- [Available data]:
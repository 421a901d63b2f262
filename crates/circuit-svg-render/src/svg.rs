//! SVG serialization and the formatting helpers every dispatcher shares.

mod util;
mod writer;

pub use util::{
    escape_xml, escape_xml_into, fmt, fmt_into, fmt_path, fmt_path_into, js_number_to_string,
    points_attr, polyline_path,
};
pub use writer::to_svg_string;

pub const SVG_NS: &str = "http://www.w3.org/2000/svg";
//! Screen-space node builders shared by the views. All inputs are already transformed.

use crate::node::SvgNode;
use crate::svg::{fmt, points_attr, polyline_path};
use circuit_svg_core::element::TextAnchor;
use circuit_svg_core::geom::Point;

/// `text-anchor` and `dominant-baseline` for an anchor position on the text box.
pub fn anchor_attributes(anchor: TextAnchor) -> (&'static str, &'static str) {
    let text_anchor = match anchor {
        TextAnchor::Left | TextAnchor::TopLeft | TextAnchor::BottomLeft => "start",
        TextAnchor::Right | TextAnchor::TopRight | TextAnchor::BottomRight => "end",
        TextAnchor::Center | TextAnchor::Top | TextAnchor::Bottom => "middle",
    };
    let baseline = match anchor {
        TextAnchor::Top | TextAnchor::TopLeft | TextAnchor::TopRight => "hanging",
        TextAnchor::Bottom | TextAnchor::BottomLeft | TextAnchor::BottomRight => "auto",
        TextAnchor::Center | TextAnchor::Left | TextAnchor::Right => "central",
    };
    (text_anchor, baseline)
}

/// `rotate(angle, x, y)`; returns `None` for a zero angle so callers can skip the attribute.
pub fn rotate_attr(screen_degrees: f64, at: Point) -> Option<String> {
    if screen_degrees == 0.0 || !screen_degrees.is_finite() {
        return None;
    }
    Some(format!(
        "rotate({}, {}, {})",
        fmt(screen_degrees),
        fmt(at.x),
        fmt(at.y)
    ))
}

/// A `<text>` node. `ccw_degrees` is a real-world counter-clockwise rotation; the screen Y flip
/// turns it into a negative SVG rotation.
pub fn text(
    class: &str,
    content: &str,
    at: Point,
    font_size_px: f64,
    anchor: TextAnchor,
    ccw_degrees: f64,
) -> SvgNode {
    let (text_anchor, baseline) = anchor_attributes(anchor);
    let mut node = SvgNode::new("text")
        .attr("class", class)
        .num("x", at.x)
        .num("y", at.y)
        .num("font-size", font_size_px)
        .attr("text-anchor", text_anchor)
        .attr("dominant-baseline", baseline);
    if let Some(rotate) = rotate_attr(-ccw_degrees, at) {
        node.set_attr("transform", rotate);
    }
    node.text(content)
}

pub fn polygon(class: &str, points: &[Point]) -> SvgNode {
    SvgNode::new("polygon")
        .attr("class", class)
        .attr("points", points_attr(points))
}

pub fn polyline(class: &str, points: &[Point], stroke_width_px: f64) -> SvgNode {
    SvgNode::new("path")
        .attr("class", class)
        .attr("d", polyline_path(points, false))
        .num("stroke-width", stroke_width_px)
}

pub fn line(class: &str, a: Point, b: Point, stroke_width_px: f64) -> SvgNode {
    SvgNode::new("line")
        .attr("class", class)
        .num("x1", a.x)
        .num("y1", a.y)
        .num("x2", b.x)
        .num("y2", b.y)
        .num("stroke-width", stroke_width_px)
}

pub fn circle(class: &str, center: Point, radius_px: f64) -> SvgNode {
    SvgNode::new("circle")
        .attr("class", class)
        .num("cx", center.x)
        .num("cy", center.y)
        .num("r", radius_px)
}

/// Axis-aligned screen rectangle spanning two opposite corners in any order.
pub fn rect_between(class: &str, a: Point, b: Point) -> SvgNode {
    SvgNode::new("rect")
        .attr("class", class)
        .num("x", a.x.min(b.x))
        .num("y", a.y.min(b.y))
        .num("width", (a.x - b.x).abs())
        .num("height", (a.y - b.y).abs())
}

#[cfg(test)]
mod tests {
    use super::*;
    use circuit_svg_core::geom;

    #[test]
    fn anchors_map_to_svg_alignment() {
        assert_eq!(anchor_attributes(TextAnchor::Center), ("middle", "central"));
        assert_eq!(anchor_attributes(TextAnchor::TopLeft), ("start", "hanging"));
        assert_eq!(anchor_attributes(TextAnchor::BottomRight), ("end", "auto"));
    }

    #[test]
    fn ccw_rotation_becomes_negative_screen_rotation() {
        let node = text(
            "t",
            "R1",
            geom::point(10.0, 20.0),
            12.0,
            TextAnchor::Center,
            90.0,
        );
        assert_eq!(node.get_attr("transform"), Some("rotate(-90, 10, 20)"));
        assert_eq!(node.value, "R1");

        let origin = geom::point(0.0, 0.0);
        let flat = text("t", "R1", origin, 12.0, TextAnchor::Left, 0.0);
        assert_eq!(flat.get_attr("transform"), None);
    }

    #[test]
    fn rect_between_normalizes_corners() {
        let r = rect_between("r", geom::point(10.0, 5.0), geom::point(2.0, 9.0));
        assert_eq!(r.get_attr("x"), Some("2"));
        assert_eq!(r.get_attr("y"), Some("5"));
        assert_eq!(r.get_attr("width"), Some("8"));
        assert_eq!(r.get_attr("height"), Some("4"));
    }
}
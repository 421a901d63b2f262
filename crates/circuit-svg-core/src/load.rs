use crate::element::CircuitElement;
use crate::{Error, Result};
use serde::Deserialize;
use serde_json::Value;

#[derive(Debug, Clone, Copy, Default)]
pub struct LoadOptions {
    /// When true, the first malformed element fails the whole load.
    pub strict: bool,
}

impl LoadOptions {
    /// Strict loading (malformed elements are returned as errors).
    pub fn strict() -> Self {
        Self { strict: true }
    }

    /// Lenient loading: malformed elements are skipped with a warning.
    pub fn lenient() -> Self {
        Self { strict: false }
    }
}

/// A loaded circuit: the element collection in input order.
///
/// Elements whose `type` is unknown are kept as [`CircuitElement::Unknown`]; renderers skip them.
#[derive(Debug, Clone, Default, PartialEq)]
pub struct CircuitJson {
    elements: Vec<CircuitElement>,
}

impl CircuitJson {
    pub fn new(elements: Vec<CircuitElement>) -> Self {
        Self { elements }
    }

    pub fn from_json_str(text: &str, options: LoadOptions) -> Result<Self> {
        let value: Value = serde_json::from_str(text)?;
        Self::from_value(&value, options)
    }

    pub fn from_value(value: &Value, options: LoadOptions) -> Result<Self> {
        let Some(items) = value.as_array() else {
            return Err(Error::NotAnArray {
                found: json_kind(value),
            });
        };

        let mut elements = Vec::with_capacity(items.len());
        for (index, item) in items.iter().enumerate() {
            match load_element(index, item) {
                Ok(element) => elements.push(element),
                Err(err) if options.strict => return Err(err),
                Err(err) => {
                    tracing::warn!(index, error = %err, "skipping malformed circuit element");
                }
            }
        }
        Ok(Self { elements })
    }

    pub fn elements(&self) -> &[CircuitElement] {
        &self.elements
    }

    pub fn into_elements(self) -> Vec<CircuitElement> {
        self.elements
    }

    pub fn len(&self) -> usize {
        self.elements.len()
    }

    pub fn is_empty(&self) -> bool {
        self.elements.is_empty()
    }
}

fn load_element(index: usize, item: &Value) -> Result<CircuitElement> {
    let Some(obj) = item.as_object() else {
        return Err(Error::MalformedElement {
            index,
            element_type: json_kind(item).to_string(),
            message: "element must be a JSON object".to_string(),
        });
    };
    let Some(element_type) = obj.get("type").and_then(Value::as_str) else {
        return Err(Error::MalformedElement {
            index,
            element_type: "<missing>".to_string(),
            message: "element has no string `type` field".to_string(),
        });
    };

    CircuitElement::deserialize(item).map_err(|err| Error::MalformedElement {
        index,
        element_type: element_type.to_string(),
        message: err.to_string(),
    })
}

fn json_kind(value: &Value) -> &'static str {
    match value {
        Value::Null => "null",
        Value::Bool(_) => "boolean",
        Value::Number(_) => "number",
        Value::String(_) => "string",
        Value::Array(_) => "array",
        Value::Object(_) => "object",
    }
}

---

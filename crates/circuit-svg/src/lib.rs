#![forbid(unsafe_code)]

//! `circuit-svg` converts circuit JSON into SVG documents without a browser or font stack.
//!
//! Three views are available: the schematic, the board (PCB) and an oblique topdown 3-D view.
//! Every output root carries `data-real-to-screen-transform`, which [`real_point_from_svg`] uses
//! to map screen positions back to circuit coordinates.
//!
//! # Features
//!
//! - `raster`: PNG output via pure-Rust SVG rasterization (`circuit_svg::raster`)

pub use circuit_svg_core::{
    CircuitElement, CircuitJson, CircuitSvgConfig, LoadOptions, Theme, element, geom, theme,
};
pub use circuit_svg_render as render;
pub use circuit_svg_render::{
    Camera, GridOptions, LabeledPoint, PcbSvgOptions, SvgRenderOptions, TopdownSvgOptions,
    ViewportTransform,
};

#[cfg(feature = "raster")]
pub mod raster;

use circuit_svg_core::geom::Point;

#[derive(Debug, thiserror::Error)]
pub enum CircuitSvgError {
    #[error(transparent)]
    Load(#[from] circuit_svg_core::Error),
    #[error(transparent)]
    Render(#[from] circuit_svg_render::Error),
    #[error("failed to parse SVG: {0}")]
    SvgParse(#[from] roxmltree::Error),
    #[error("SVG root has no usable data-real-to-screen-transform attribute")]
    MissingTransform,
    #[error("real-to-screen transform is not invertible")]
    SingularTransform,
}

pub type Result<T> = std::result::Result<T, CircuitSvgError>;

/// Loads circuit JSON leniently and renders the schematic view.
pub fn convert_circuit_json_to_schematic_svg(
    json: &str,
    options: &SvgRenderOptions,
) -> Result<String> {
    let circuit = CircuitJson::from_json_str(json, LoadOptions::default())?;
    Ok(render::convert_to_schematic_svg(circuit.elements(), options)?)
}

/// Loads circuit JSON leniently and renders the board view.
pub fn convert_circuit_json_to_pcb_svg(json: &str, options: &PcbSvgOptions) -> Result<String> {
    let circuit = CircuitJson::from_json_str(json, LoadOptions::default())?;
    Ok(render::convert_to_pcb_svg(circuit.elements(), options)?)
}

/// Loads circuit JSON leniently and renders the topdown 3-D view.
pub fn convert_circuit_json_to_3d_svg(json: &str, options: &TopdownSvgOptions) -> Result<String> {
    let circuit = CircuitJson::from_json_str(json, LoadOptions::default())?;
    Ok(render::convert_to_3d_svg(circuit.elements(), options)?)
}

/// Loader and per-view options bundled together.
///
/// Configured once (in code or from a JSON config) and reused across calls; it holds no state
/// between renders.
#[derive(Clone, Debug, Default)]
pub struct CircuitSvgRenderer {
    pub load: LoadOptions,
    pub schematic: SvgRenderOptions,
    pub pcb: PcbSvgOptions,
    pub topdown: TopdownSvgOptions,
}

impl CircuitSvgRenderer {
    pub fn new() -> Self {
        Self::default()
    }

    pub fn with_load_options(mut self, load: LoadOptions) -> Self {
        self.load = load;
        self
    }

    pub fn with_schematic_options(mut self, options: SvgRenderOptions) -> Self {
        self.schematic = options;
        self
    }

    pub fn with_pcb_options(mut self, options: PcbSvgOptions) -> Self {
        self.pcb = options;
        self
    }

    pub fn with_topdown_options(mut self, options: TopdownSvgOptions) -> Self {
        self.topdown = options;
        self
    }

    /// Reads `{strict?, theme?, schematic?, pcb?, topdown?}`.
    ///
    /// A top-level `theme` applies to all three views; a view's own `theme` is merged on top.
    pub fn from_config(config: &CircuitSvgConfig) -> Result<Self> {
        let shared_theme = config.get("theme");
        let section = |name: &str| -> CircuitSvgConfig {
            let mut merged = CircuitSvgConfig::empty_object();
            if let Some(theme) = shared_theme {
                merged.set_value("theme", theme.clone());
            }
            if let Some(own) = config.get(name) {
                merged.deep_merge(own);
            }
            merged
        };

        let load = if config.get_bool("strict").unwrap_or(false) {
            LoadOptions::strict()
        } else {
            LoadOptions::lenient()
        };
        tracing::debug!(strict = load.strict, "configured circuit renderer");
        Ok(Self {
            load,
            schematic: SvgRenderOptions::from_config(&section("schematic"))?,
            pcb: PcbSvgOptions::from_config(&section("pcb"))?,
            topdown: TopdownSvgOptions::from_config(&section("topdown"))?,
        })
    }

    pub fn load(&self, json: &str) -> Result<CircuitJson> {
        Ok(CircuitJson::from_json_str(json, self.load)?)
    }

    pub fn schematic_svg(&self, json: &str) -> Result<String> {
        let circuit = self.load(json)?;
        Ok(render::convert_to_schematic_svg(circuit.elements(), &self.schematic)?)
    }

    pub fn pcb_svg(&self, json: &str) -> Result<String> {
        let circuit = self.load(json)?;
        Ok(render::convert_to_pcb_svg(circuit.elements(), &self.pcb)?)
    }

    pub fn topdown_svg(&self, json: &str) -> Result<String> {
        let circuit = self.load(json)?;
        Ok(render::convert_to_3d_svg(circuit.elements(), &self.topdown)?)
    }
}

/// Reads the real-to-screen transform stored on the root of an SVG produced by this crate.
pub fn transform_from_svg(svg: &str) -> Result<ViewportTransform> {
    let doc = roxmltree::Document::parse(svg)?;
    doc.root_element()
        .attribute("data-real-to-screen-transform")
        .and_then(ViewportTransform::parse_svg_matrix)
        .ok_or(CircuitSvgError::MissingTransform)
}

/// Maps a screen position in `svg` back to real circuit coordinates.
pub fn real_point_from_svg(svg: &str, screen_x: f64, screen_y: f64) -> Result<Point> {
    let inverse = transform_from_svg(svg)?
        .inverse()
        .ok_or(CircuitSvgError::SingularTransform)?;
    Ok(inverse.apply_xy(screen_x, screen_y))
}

==

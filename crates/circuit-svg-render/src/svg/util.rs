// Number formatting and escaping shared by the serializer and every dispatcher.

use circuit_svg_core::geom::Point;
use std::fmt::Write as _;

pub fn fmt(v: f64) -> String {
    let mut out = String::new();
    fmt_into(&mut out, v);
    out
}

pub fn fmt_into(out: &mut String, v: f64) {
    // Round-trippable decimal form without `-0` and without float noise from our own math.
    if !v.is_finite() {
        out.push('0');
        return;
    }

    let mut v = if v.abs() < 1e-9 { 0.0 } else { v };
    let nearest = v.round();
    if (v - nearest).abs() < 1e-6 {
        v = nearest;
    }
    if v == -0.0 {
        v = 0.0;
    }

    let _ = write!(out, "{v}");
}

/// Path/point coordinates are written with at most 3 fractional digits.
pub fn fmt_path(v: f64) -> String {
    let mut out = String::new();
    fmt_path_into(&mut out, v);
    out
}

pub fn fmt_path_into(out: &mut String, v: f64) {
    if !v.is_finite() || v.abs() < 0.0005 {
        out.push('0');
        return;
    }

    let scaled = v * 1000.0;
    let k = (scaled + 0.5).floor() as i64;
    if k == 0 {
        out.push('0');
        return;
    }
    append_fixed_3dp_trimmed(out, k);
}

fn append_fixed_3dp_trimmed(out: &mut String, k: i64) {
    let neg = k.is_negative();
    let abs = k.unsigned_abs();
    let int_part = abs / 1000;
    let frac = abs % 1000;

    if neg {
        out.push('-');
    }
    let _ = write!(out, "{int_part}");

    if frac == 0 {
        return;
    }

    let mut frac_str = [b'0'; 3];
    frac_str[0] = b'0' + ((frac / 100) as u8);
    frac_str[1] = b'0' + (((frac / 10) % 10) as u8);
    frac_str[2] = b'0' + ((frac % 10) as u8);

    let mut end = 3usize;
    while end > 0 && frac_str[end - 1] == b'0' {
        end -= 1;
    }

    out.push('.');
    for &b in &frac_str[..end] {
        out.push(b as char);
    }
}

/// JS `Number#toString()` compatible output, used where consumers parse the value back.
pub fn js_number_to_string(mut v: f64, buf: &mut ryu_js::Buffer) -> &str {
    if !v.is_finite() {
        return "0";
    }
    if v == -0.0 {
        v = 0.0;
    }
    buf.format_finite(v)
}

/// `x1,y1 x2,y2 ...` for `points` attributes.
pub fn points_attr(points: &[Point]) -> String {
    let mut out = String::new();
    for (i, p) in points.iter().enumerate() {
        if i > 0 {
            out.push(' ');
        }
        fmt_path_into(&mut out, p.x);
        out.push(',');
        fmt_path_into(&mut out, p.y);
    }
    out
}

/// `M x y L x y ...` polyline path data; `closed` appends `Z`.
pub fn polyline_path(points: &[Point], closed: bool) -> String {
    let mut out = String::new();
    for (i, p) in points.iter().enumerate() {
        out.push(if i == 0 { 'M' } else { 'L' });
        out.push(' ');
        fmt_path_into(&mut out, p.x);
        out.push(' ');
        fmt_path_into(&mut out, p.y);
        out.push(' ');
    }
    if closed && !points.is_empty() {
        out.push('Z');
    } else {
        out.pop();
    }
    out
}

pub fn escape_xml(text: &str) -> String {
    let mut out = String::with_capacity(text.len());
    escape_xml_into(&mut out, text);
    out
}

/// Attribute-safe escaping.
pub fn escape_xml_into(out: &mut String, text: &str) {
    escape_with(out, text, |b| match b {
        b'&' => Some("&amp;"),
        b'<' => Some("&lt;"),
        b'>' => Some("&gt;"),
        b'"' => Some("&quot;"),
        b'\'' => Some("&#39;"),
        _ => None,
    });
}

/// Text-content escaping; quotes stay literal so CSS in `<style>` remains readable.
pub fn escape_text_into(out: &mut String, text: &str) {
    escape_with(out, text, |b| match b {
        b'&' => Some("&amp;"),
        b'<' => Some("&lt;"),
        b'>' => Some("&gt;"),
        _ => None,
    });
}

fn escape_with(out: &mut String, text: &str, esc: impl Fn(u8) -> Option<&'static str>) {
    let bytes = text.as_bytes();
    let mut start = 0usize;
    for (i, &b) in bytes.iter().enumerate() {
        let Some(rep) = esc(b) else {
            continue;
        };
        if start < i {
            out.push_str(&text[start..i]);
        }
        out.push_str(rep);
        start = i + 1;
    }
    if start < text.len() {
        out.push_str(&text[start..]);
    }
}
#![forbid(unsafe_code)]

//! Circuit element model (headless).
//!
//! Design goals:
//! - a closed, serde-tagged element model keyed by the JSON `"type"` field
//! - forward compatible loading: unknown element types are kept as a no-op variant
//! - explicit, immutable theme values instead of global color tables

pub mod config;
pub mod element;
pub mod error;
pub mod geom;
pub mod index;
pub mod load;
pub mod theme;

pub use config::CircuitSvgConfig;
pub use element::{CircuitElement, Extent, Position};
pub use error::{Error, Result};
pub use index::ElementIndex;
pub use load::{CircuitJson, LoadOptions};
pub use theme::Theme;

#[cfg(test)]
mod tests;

- [Problem details]: Give the number of lines in the data that include the string "nearest", please, and nothing else.

- [Task response]: 3